United States District Court, W.D. Tennessee

January 12, 2015



JAMES D. TODD, District Judge.

Plaintiff filed this action to obtain judicial review of the Commissioner's final decision denying his application for supplemental security income ("SSI") under Title XVI of the Act, 42 U.S.C. §§ 1381 et seq. Plaintiff received SSI as a minor. His claim was reevaluated upon his reaching the age of eighteen, and it was determined that his disability ceased as of April 2007. Thus, SSI benefits were terminated.

Plaintiff appealed the redetermination decision. Following a hearing, the ALJ issued an unfavorable decision in May 2009. Plaintiff sought review of the unfavorable decision by the Appeals Council. While Plaintiff's request for review was pending with the Appeals Council, Plaintiff protectively filed another application for SSI benefits, alleging disability beginning May 19, 2009.

On February 26, 2010, the Appeals Council granted Plaintiff's request for review, vacated the ALJ's unfavorable decision, and remanded the claim to the ALJ for additional consideration. The Appeals Council considered Plaintiff's July 7, 2009 SSI application to be duplicative of the case before it and ordered the ALJ to associate Plaintiff's second application with the case being remanded and issue a consolidated decision.

A hearing was conducted on February 17, 2011. The ALJ issued an unfavorable decision on June 17, 2011. The Appeals Council affirmed the ALJ's decision. This decision became the Commissioner's final decision. Plaintiff then filed this action. For the reasons set forth below, the decision of the Commissioner is AFFIRMED.

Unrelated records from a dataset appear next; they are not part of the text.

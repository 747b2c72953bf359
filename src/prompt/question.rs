//! Question-type taxonomy, answer instructions and final-answer mapping.

use crate::config::Locale;
use crate::error::{GeoMapError, Result};
use crate::inference::parse_structured;
use crate::meta::RegionClass;
use serde_json::Value;
use std::fmt;
use std::str::FromStr;

/// Returned when the inference service gives no answer at all
pub const NO_ANSWER: &str = "no answer";

/// Shape of the expected answer
#[derive(Debug, Clone, Copy, PartialEq, Eq)]
pub enum AnswerFormat {
    FillInTheBlank,
    MultipleChoice,
    TrueFalse,
    Essay,
    Grounding,
}

/// One question ability, e.g. `reasoning-fault_existence`
#[derive(Debug, Clone, Copy, PartialEq, Eq, Hash)]
pub enum QuestionType {
    SheetName,
    Scale,
    Lonlat,
    IndexMap,
    /// Locate a component given its name
    GroundingByName(RegionClass),
    /// Locate a component given what it is used for
    GroundingByIntention(RegionClass),
    RockByColor,
    ColorByRock,
    LonlatLocalization,
    FaultExistence,
    AreaComparison,
    LithologyComposition,
    EarthquakeRisk,
}

impl QuestionType {
    pub fn format(&self) -> AnswerFormat {
        match self {
            QuestionType::SheetName
            | QuestionType::Scale
            | QuestionType::Lonlat
            | QuestionType::IndexMap => AnswerFormat::FillInTheBlank,
            QuestionType::GroundingByName(_) | QuestionType::GroundingByIntention(_) => {
                AnswerFormat::Grounding
            }
            QuestionType::RockByColor
            | QuestionType::ColorByRock
            | QuestionType::LonlatLocalization
            | QuestionType::AreaComparison
            | QuestionType::LithologyComposition => AnswerFormat::MultipleChoice,
            QuestionType::FaultExistence => AnswerFormat::TrueFalse,
            QuestionType::EarthquakeRisk => AnswerFormat::Essay,
        }
    }

    /// Every ability, in taxonomy order
    pub fn all() -> Vec<QuestionType> {
        let groundable: Vec<RegionClass> = RegionClass::ALL
            .iter()
            .copied()
            .filter(|c| *c != RegionClass::Others)
            .collect();

        let mut all = vec![
            QuestionType::SheetName,
            QuestionType::Scale,
            QuestionType::Lonlat,
            QuestionType::IndexMap,
        ];
        all.extend(groundable.iter().map(|c| QuestionType::GroundingByName(*c)));
        all.extend(groundable.iter().map(|c| QuestionType::GroundingByIntention(*c)));
        all.extend([
            QuestionType::RockByColor,
            QuestionType::ColorByRock,
            QuestionType::LonlatLocalization,
            QuestionType::FaultExistence,
            QuestionType::AreaComparison,
            QuestionType::LithologyComposition,
            QuestionType::EarthquakeRisk,
        ]);
        all
    }

    /// Instruction template with `$width` / `$height` placeholders
    fn template(&self, locale: Locale) -> String {
        let zh = locale == Locale::Chinese;
        let fill = if zh {
            "这是一道填空题，结合提供的文本信息和图片（宽：$width，高：$height），回答答案并给出分析过程，"
        } else {
            "This is a fill-in-the-blank question. Based on the provided text and image (width: $width, height: $height), analyze and answer the question in JSON format only, "
        };
        let only_json = if zh { "仅返回JSON格式结果，例如：" } else { "for example: " };

        match self {
            QuestionType::SheetName => {
                let example = if zh {
                    r#"{"answer": "K-49-65(义县幅)", "reason": "XXX"}"#
                } else {
                    r#"{"answer": "Geologic map of the Valle 30' x 60' quadrangle, Coconino County, northern Arizona", "reason": "XXX"}"#
                };
                format!("{}{}{}", fill, only_json, example)
            }
            QuestionType::Scale => {
                format!("{}{}{}", fill, only_json, r#"{"answer": "1:100000", "reason": "XXX"}"#)
            }
            QuestionType::Lonlat => {
                if zh {
                    format!(
                        "{}经度范围在前，从西到东顺序，纬度范围在后，从南到北顺序，{}{}",
                        fill,
                        only_json,
                        r#"{"answer": "109°40'E-110°40'E,19°20'N-20°00'N", "reason": "XXX"}"#
                    )
                } else {
                    format!(
                        "{}longitude range comes first, from west to east, followed by latitude range, from south to north, {}{}",
                        fill,
                        only_json,
                        r#"{"answer": "109°40'W-110°40'W,19°20'N-20°00'N", "reason": "XXX"}"#
                    )
                }
            }
            QuestionType::IndexMap => {
                let example = if zh {
                    r#"{"answer": ["乌石港", "海口市", "七洲列岛", "万宁市", "乐东县", "儋州市"], "reason": "XXX"}"#
                } else {
                    r#"{"answer": ["SHELBY", "WACO and BESSEMER CITY", "GASTONIA NORTH", "BLACKSBURG NORTH", "CLOVER"], "reason": "XXX"}"#
                };
                format!("{}{}{}", fill, only_json, example)
            }
            QuestionType::GroundingByName(_) | QuestionType::GroundingByIntention(_) => format!(
                "{}{}{}",
                fill,
                only_json,
                r#"{"answer": [x_min, y_min, x_max, y_max], "reason": "XXX"}"#
            ),
            QuestionType::FaultExistence => {
                if zh {
                    r#"这是一道判断题，结合提供的文本信息和图片（宽：$width，高：$height），回答答案并给出分析过程，仅返回JSON格式结果，例如：{"answer": true, "reason": "XXX"}"#.to_string()
                } else {
                    r#"This is a true/false question. Based on the provided text and image (width: $width, height: $height), analyze and answer the question in JSON format only, for example: {"answer": true, "reason": "XXX"}"#.to_string()
                }
            }
            QuestionType::EarthquakeRisk => {
                if zh {
                    r#"这是一道问答题，结合提供的文本信息和图片（宽：$width，高：$height），回答答案并从不同方面给出详细的分析过程，仅返回JSON格式结果，例如：{"answer": "high risk", "reason": "XXX"}"#.to_string()
                } else {
                    r#"This is a essay question. Based on the provided text and image (width: $width, height: $height), detailedly anylyze and answer the question from different aspects in JSON format only, for example: {"answer": "high risk", "reason": "1. XXX; 2. XXX; 3. XXX; ..."}"#.to_string()
                }
            }
            _ => {
                if zh {
                    r#"这是一道选择题，结合提供的文本信息和图片（宽：$width，高：$height），回答答案并给出分析过程，仅返回JSON格式结果，例如：{"answer": "C", "reason": "XXX"}"#.to_string()
                } else {
                    r#"This is a multiple-choice question. Based on the provided text and image (width: $width, height: $height), analyze and answer the question in JSON format only, for example: {"answer": "C", "reason": "XXX"}"#.to_string()
                }
            }
        }
    }

    /// Answer instruction for an image of the given size.
    ///
    /// The full form asks for reasoning alongside the answer. The baseline
    /// form keeps only the lead-in and asks for a bare `{"answer": "XXX"}`.
    pub fn instruction(&self, locale: Locale, width: u32, height: u32, enhanced: bool) -> String {
        let text = self
            .template(locale)
            .replace("$width", &width.to_string())
            .replace("$height", &height.to_string());
        if enhanced {
            return text;
        }
        match text.find(r#"{"answer":"#) {
            Some(pos) => format!(r#"{}{{"answer": "XXX"}}"#, &text[..pos]),
            None => text,
        }
    }
}

impl fmt::Display for QuestionType {
    fn fmt(&self, f: &mut fmt::Formatter<'_>) -> fmt::Result {
        match self {
            QuestionType::SheetName => f.write_str("extracting-sheet_name"),
            QuestionType::Scale => f.write_str("extracting-scale"),
            QuestionType::Lonlat => f.write_str("extracting-lonlat"),
            QuestionType::IndexMap => f.write_str("extracting-index_map"),
            QuestionType::GroundingByName(c) => write!(f, "grounding-{}_by_name", c),
            QuestionType::GroundingByIntention(c) => write!(f, "grounding-{}_by_intention", c),
            QuestionType::RockByColor => f.write_str("referring-rock_by_color"),
            QuestionType::ColorByRock => f.write_str("referring-color_by_rock"),
            QuestionType::LonlatLocalization => f.write_str("reasoning-lonlat_localization"),
            QuestionType::FaultExistence => f.write_str("reasoning-fault_existence"),
            QuestionType::AreaComparison => f.write_str("reasoning-area_comparison"),
            QuestionType::LithologyComposition => f.write_str("reasoning-lithology_composition"),
            QuestionType::EarthquakeRisk => f.write_str("analyzing-earthquake_risk"),
        }
    }
}

impl FromStr for QuestionType {
    type Err = GeoMapError;

    fn from_str(s: &str) -> Result<Self> {
        let s = s.trim();
        let unknown = || GeoMapError::InvalidInput(format!("Unknown question type: {}", s));

        if let Some(rest) = s.strip_prefix("grounding-") {
            let (component, by_name) = match rest.strip_suffix("_by_name") {
                Some(c) => (c, true),
                None => (rest.strip_suffix("_by_intention").ok_or_else(unknown)?, false),
            };
            let class: RegionClass = component.parse().map_err(|_| unknown())?;
            if class == RegionClass::Others {
                return Err(unknown());
            }
            return Ok(if by_name {
                QuestionType::GroundingByName(class)
            } else {
                QuestionType::GroundingByIntention(class)
            });
        }

        Ok(match s {
            "extracting-sheet_name" => QuestionType::SheetName,
            "extracting-scale" => QuestionType::Scale,
            "extracting-lonlat" => QuestionType::Lonlat,
            "extracting-index_map" => QuestionType::IndexMap,
            "referring-rock_by_color" => QuestionType::RockByColor,
            "referring-color_by_rock" => QuestionType::ColorByRock,
            "reasoning-lonlat_localization" => QuestionType::LonlatLocalization,
            "reasoning-fault_existence" => QuestionType::FaultExistence,
            "reasoning-area_comparison" => QuestionType::AreaComparison,
            "reasoning-lithology_composition" => QuestionType::LithologyComposition,
            "analyzing-earthquake_risk" => QuestionType::EarthquakeRisk,
            _ => return Err(unknown()),
        })
    }
}

fn is_truthy(value: &Value) -> bool {
    match value {
        Value::Bool(b) => *b,
        Value::Null => false,
        Value::Number(n) => n.as_f64().map_or(false, |v| v != 0.0),
        Value::String(s) => {
            matches!(s.trim().to_lowercase().as_str(), "true" | "yes" | "是" | "对" | "正确")
        }
        Value::Array(a) => !a.is_empty(),
        Value::Object(o) => !o.is_empty(),
    }
}

fn value_text(value: &Value) -> String {
    match value {
        Value::String(s) => s.clone(),
        other => other.to_string(),
    }
}

/// Map a raw `{"answer": ..., "reason": ...}` envelope to the user-facing answer.
///
/// Text that is not a valid envelope is returned as-is.
pub fn finalize_answer(raw: &str, question_type: QuestionType, locale: Locale) -> String {
    let envelope: Value = match parse_structured(raw) {
        Ok(v) => v,
        Err(_) => return raw.trim().to_string(),
    };
    let Some(answer) = envelope.get("answer") else {
        return raw.trim().to_string();
    };

    let text = match question_type.format() {
        AnswerFormat::TrueFalse => {
            let yes = is_truthy(answer);
            match (yes, locale) {
                (true, Locale::Chinese) => "是".to_string(),
                (false, Locale::Chinese) => "否".to_string(),
                (true, Locale::English) => "Yes".to_string(),
                (false, Locale::English) => "No".to_string(),
            }
        }
        AnswerFormat::Essay => envelope
            .get("reason")
            .map(value_text)
            .unwrap_or_else(|| value_text(answer)),
        _ => value_text(answer),
    };
    text.trim().to_string()
}

/// Question text up to and including its first question mark (either width).
pub fn strip_format_requirement(question: &str) -> &str {
    let end = [question.find('？').map(|i| i + '？'.len_utf8()), question.find('?').map(|i| i + 1)]
        .into_iter()
        .flatten()
        .min();
    match end {
        Some(end) => &question[..end],
        None => question,
    }
}

/// Append lettered options to a multiple-choice question
pub fn with_choices<K: AsRef<str>, V: AsRef<str>>(question: &str, choices: &[(K, V)]) -> String {
    let mut out = question.to_string();
    for (key, value) in choices {
        out.push_str(&format!("\n{}. {}", key.as_ref(), value.as_ref()));
    }
    out
}

/// Question as sent to the model: any trailing format requirement removed,
/// then the options (if any) appended.
pub fn compose_question<K: AsRef<str>, V: AsRef<str>>(question: &str, choices: &[(K, V)]) -> String {
    with_choices(strip_format_requirement(question.trim()), choices)
}

/// Parse a `KEY=text` option, e.g. `A=Granite`.
pub fn parse_choice(arg: &str) -> Result<(String, String)> {
    match arg.split_once('=') {
        Some((key, value)) if !key.trim().is_empty() => {
            Ok((key.trim().to_string(), value.trim().to_string()))
        }
        _ => Err(GeoMapError::InvalidInput(format!(
            "Invalid choice '{}', expected KEY=text",
            arg
        ))),
    }
}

A Social Security claimant may obtain judicial review of any final decision made by the Commissioner after a hearing to which he was a party. 42 U.S.C. § 405(g). "The court shall have the power to enter, upon the pleadings and transcript of the record, a judgment affirming, modifying, or reversing the decision of the Commissioner of Social Security, with or without remanding the cause for a rehearing." Id . The court's review is limited to determining whether or not there is substantial evidence to support the Commissioner's decision, id.; Jones v. Commissioner, 336 F.3d 469, 478 (6th Cir. 2003) (citing Wyatt v. Secretary, 974 F.2d 680, 683 (6th Cir. 1992)), and whether the correct legal standards were applied. Landsaw v. Secretary, 803 F.2d 211, 213 (6th Cir. 1986).

The Commissioner, not the court, is charged with the duty to weigh the evidence, to make credibility determinations and resolve material conflicts in the testimony, and to decide the case accordingly. See Crum v. Sullivan, 921 F.2d 642, 644 (6th Cir. 1990). When substantial evidence supports the Commissioner's determination, it is conclusive, even if substantial evidence also supports the opposite conclusion. Mullen v. Bowen, 800 F.2d 535, 545 (6th Cir. 1986).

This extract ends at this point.